The iconographic patterns of the Virgin with Child in her arms and the Virgin teaching Christ Child to read are reflected in the visual representations of Saint Marina who is depicted in similar situations. I conclude that Saint Marina assimilated from Marian piety/iconography the pattern of intimacy with the child which becomes one of her iconographic attributes (France, Italy, Spain).
3.b). Iconographic patterns of the Virgin Mary in Italian and Spanish sources (Saint Marina and Eugenia)
The above mentioned pattern of the Virgin with Child in her arms was assimilated in Venetian paintings of Saint Marina whose iconography develops in such a way that Marina turns out to be a mirror image of the Virgin and Child. The pattern of the Virgin with Child in her arms was transferred from the miniatures into panel paintings (statues, frescoes, and so on). Even more, my analysis indicates that this pattern circulated in both milieus at the same time in various regions: Italy, Spain, or France. What all the panel paintings, frescoes, and statues have in common is that they depict Saint Marina, generally, together with the child. A regional imprint occurs when the depiction is connected to Marina’s local cult.

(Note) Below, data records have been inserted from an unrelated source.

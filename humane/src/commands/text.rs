use super::Rendered;
use crate::context::AppContext;
use crate::format::{self, OutputFormat};
use std::io::{self, BufRead};

#[cfg(test)]
#[path = "text_tests.rs"]
mod tests;

/// Text transforms exposed on the command line
#[derive(Debug, Clone, Copy, PartialEq, Eq)]
pub enum Transform {
    /// English title case
    Title,
    /// Bind the last two words with a non-breaking space
    Widont,
    /// URL slug
    Slug,
}

impl Transform {
    /// Apply the transform to one piece of text
    pub fn apply(self, ctx: &AppContext, input: &str) -> String {
        let humane = ctx.humane();
        match self {
            Transform::Title => humane.title_case(input),
            Transform::Widont => humane.widont(input),
            Transform::Slug => humane.slugged(input),
        }
    }
}

/// Transform each input, treating the words given on the command line as one text
pub fn render_text(ctx: &AppContext, transform: Transform, words: &[String]) -> Rendered {
    let input = words.join(" ");
    let output = transform.apply(ctx, &input);
    Rendered::new(input, output)
}

/// Transform every line read from `reader`
pub fn render_lines<R: BufRead>(
    ctx: &AppContext,
    transform: Transform,
    reader: R,
) -> io::Result<Vec<Rendered>> {
    reader
        .lines()
        .map(|line| {
            line.map(|input| {
                let output = transform.apply(ctx, &input);
                Rendered::new(input, output)
            })
        })
        .collect()
}

/// Handle the title, widont and slug subcommands
///
/// With no words on the command line, each line of stdin is transformed.
pub fn handle_text(ctx: &AppContext, transform: Transform, words: &[String], fmt: OutputFormat) {
    if !words.is_empty() {
        format::emit(ctx, &render_text(ctx, transform, words), fmt);
        return;
    }

    match render_lines(ctx, transform, io::stdin().lock()) {
        Ok(rendered) => format::emit_vec(ctx, &rendered, fmt),
        Err(e) => format::fail(ctx, &format!("reading stdin: {}", e)),
    }
}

In Saint Eugenia’s case it is important to underline the continuity in her representation as a martyr saint. In early fifth-seventh century mosaics she is one of the virgins accompanying the Virgin, while in fifteenth-century frescoes (Rome, Bagnoro, Siena) she is depicted right next to the Virgin. In her Spanish representations subtle textual references suggest similarities with the Triumph of the Virgin while her clothes are viewed as a symbol of triumph over evil embodied by Melanthia.
- 4. Positioning and iconographic attributes
Holy women in disguise are paired according to hagiographic themes, such as disguise, in the Speculum historiale (Marina, Euphrosyne), inserted into groups of women in the Legenda Aurea (Marina, Margareta Pelagius) or into groups of men (less frequently). The insertion of women in disguise among holy penitents underscores their gender. This is valid also when inserted among holy men (Germanic sources).
- 5. Cult, Crusades, and iconographic confusion
The promotion of these saints implies a higher degree of dissemination among various types of recipients. These saints acted as models for communities of both genders. Marina was a model not only for the male monastic community of Ardea or promoted by Doge Andrea Gritti in Venice, but also for women, if we have a look at the French registers which indicate women offering religious objects to a Church of Saint Marina. Saint Eugenia again was promoted by Cardinal Bessarione in Italy. In France and Spain she became a model for male religious communities but also for mixed groups of pilgrims. The case of Saint Euphrosyne is a little bit different, as she was a model for a female religious community, and promoted for pilgrimage by the same religious establishment after being transferred from the Holy Land to France.
When speaking about Saint Marina’s cult, it is important to bring into discussion the crusader context of her transfer. As my sources indicate, Saint Marina the Monk was much venerated in the Near East. Consequently around the twelfth-thirteenth century various individuals transferred her ‘several times.’ I conclude that there are at least two phases of development with regard to Marina the Monk’s iconography in Venice. In a first phase, Saint Marina the Monk’s iconography seems to be influenced by that of a homonymous saint, namely, Saint Margaret/Marina of Antioch. This confusion can be explained in several ways: confusion of names which determines confusion of relics and confusion of iconography and confusion of attributes (the cross for instance). However, in my opinion all this authorizes Marina as a specifically female saint.